Given the listing below, the answer must be only the number of lines containing the string "Deserialize".

* **Records for the task**:
== Segment start ==

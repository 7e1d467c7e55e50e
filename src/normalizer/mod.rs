//! Import orchestration.
//!
//! A [`Normalizer`] owns one store for one import attempt and drives it
//! through a fixed sequence of states:
//!
//! ```text
//! Parsing → Inserting → PostProcessing → Validating → Done
//!    └──────────┴──────────────┴──────────────┴──────→ Failed
//! ```
//!
//! | State | Work |
//! |-------|------|
//! | `Parsing` | unpack, detect the format, read metadata |
//! | `Inserting` | write every inserter phase, sync the id indexes after each |
//! | `PostProcessing` | [`relations::post_process`] |
//! | `Validating` | [`validation::validate`], collect the report |
//!
//! Row problems end up as issues in the report. Only I/O failures, corrupt
//! archives, storage errors and cancellation fail a run, and the failure
//! names the state it happened in.

pub mod format;
pub mod inserter;
pub mod metadata;
pub mod relations;
pub mod validation;

use std::collections::BTreeMap;
use std::fs;
use std::path::{Path, PathBuf};
use std::sync::Arc;

use chrono::{DateTime, Utc};
use serde::{Deserialize, Serialize};
use tracing::{error, info, info_span, warn, Instrument};

pub use format::DataFormat;
pub use inserter::{GraphWriter, InsertStats, Inserter, Interpreted, Interpreters};
pub use metadata::DatasetMetadata;
pub use relations::PostProcessStats;
pub use validation::ValidationSummary;

use crate::model::{Issue, RelType};
use crate::parser::NameParser;
use crate::reference::ReferenceFactory;
use crate::storage::GraphStore;
use crate::tx::{CancelFlag, TxMode};
use crate::{Error, Result};

// ============================================================================
// Context and configuration
// ============================================================================

/// Identity of one import attempt, carried into every log line of the run.
#[derive(Debug, Clone)]
pub struct ImportContext {
    pub dataset_key: i32,
    pub attempt: i32,
    /// Shared with whoever may cancel the run.
    pub cancel: CancelFlag,
}

impl ImportContext {
    pub fn new(dataset_key: i32, attempt: i32) -> Self {
        Self { dataset_key, attempt, cancel: CancelFlag::new() }
    }

    pub fn with_cancel_flag(mut self, cancel: CancelFlag) -> Self {
        self.cancel = cancel;
        self
    }
}

/// Tuning knobs of a run.
#[derive(Debug, Clone, PartialEq, Eq, Serialize, Deserialize)]
#[serde(default)]
pub struct NormalizerConfig {
    /// Items per write transaction, for inserts and graph scans.
    pub batch_size: usize,
    /// Lines sampled when sniffing a file's dialect.
    pub sample_lines: usize,
    /// Where zip archives are extracted. The system temp dir when unset.
    pub scratch_dir: Option<PathBuf>,
}

impl Default for NormalizerConfig {
    fn default() -> Self {
        Self { batch_size: 10_000, sample_lines: 50, scratch_dir: None }
    }
}

impl NormalizerConfig {
    /// Load from a JSON file. Missing keys take their defaults.
    pub fn from_json_file(path: impl AsRef<Path>) -> Result<Self> {
        let raw = fs::read_to_string(path)?;
        Ok(serde_json::from_str(&raw)?)
    }
}

// ============================================================================
// State and report
// ============================================================================

#[derive(Debug, Clone, Copy, Default, PartialEq, Eq, Hash, Serialize, Deserialize)]
#[serde(rename_all = "SCREAMING_SNAKE_CASE")]
pub enum NormalizerState {
    #[default]
    Parsing,
    Inserting,
    PostProcessing,
    Validating,
    Done,
    Failed,
}

impl std::fmt::Display for NormalizerState {
    fn fmt(&self, f: &mut std::fmt::Formatter<'_>) -> std::fmt::Result {
        f.write_str(match self {
            NormalizerState::Parsing => "parsing",
            NormalizerState::Inserting => "inserting",
            NormalizerState::PostProcessing => "post-processing",
            NormalizerState::Validating => "validating",
            NormalizerState::Done => "done",
            NormalizerState::Failed => "failed",
        })
    }
}

/// Edge totals of the final graph.
#[derive(Debug, Clone, Copy, Default, PartialEq, Eq, Serialize, Deserialize)]
pub struct RelationshipCounts {
    pub parent_of: u64,
    pub synonym_of: u64,
    pub has_basionym: u64,
}

/// Everything a finished run learned about the dataset.
#[derive(Debug, Clone, PartialEq, Serialize, Deserialize)]
pub struct NormalizationReport {
    pub dataset_key: i32,
    pub attempt: i32,
    pub format: DataFormat,
    pub metadata: Option<DatasetMetadata>,
    pub started: DateTime<Utc>,
    pub finished: DateTime<Utc>,
    pub insert: InsertStats,
    pub post_process: PostProcessStats,
    /// Malformed rows the reader dropped.
    pub skipped_rows: u64,
    pub issues: BTreeMap<Issue, u64>,
    pub relationships: RelationshipCounts,
    pub validation: ValidationSummary,
}

impl NormalizationReport {
    pub fn issue_count(&self, issue: Issue) -> u64 {
        self.issues.get(&issue).copied().unwrap_or(0)
    }

    pub fn to_json(&self) -> Result<String> {
        Ok(serde_json::to_string_pretty(self)?)
    }
}

/// A run that stopped before `Done`.
#[derive(Debug, thiserror::Error)]
#[error("dataset {dataset_key} attempt {attempt} failed while {state}: {source}")]
pub struct NormalizationFailed {
    pub dataset_key: i32,
    pub attempt: i32,
    /// The state the run was in when it failed.
    pub state: NormalizerState,
    #[source]
    pub source: Error,
}

impl NormalizationFailed {
    pub fn is_interrupted(&self) -> bool {
        matches!(self.source, Error::Interrupted)
            || matches!(&self.source, Error::BatchAborted { source, .. } if matches!(**source, Error::Interrupted))
    }
}

// ============================================================================
// Normalizer
// ============================================================================

pub struct Normalizer<S: GraphStore> {
    store: S,
    source: PathBuf,
    ctx: ImportContext,
    config: NormalizerConfig,
    interpreters: Interpreters,
    state: NormalizerState,
}

impl<S: GraphStore> std::fmt::Debug for Normalizer<S> {
    fn fmt(&self, f: &mut std::fmt::Formatter<'_>) -> std::fmt::Result {
        f.debug_struct("Normalizer")
            .field("source", &self.source)
            .field("ctx", &self.ctx)
            .field("config", &self.config)
            .field("state", &self.state)
            .finish_non_exhaustive()
    }
}

impl<S: GraphStore> Normalizer<S> {
    /// `source` is a dataset directory, a zip archive or a text tree file.
    pub fn new(store: S, source: impl Into<PathBuf>, ctx: ImportContext, config: NormalizerConfig) -> Self {
        Self {
            store,
            source: source.into(),
            ctx,
            config,
            interpreters: Interpreters::default(),
            state: NormalizerState::Parsing,
        }
    }

    pub fn with_name_parser(mut self, parser: Arc<dyn NameParser>) -> Self {
        self.interpreters.names = parser;
        self
    }

    pub fn with_reference_factory(mut self, references: ReferenceFactory) -> Self {
        self.interpreters.references = references;
        self
    }

    pub fn state(&self) -> NormalizerState {
        self.state
    }

    pub fn cancel_flag(&self) -> CancelFlag {
        self.ctx.cancel.clone()
    }

    fn scratch_dir(&self) -> PathBuf {
        self.config
            .scratch_dir
            .clone()
            .unwrap_or_else(std::env::temp_dir)
            .join(format!("clb-{}-{}", self.ctx.dataset_key, self.ctx.attempt))
    }

    /// Run the import to completion. The store is shut down on every path
    /// and handed back with the report on success.
    pub async fn run(mut self) -> std::result::Result<(S, NormalizationReport), NormalizationFailed> {
        let span = info_span!("normalize", dataset = self.ctx.dataset_key, attempt = self.ctx.attempt);
        async move {
            let scratch = self.scratch_dir();
            let outcome = self.execute(&scratch).await;
            let closed = self.store.shutdown().await;
            if scratch.exists() {
                if let Err(e) = fs::remove_dir_all(&scratch) {
                    warn!(error = %e, dir = %scratch.display(), "could not remove scratch dir");
                }
            }

            match outcome.and_then(|report| closed.map(|()| report)) {
                Ok(report) => {
                    self.state = NormalizerState::Done;
                    info!(
                        format = %report.format,
                        usages = report.insert.usages,
                        issues = report.issues.values().sum::<u64>(),
                        valid = report.validation.valid,
                        "normalization done"
                    );
                    Ok((self.store, report))
                }
                Err(source) => {
                    let state = self.state;
                    self.state = NormalizerState::Failed;
                    error!(%state, error = %source, "normalization failed");
                    Err(NormalizationFailed {
                        dataset_key: self.ctx.dataset_key,
                        attempt: self.ctx.attempt,
                        state,
                        source,
                    })
                }
            }
        }
        .instrument(span)
        .await
    }

    async fn execute(&mut self, scratch: &Path) -> Result<NormalizationReport> {
        let started = Utc::now();
        let cancel = self.ctx.cancel.clone();
        let batch_size = self.config.batch_size;

        self.state = NormalizerState::Parsing;
        cancel.check()?;
        let dir = format::unpack(&self.source, scratch)?;
        let format = DataFormat::detect(&dir)?;
        info!(%format, dir = %dir.display(), "detected format");
        let main = inserter::open_inserter(format, &dir, self.interpreters.clone(), self.config.sample_lines)?;
        let metadata = main.metadata().unwrap_or_else(|e| {
            warn!(error = %e, "unreadable dataset metadata");
            None
        });
        let mut inserters: Vec<Box<dyn Inserter>> = Vec::new();
        let bib = format::bibtex_files(&dir)?;
        if !bib.is_empty() {
            inserters.push(Box::new(inserter::BibtexInserter::new(bib, self.interpreters.references.clone())));
        }
        inserters.push(main);

        self.state = NormalizerState::Inserting;
        let mut writer = GraphWriter::new(&self.store, batch_size, cancel.clone());
        for ins in &inserters {
            for (n, phase) in ins.phases()?.into_iter().enumerate() {
                for item in phase {
                    writer.write(item).await?;
                }
                writer.flush().await?;
                ins.check_failure()?;
                let synced = self.store.sync().await?;
                info!(
                    format = ?ins.format(),
                    phase = n + 1,
                    records = writer.stats.records,
                    indexed = synced.indexed_ids,
                    "phase inserted"
                );
            }
        }
        let skipped_rows = inserters.iter().map(|i| i.skipped_rows()).sum();
        let (insert, pending) = writer.into_parts();

        self.state = NormalizerState::PostProcessing;
        let post_process = relations::post_process(&self.store, pending, batch_size, &cancel).await?;
        self.store.sync().await?;

        self.state = NormalizerState::Validating;
        let validation = validation::validate(&self.store, &cancel).await?;
        let tx = self.store.begin_tx(TxMode::ReadOnly).await?;
        let issues = self.store.issue_counts(&tx).await?;
        let relationships = RelationshipCounts {
            parent_of: self.store.relationship_count(&tx, Some(RelType::ParentOf)).await?,
            synonym_of: self.store.relationship_count(&tx, Some(RelType::SynonymOf)).await?,
            has_basionym: self.store.relationship_count(&tx, Some(RelType::HasBasionym)).await?,
        };
        self.store.commit_tx(tx).await?;

        Ok(NormalizationReport {
            dataset_key: self.ctx.dataset_key,
            attempt: self.ctx.attempt,
            format,
            metadata,
            started,
            finished: Utc::now(),
            insert,
            post_process,
            skipped_rows,
            issues,
            relationships,
            validation,
        })
    }
}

== Segment end ==

* **Output of the exercise**:
5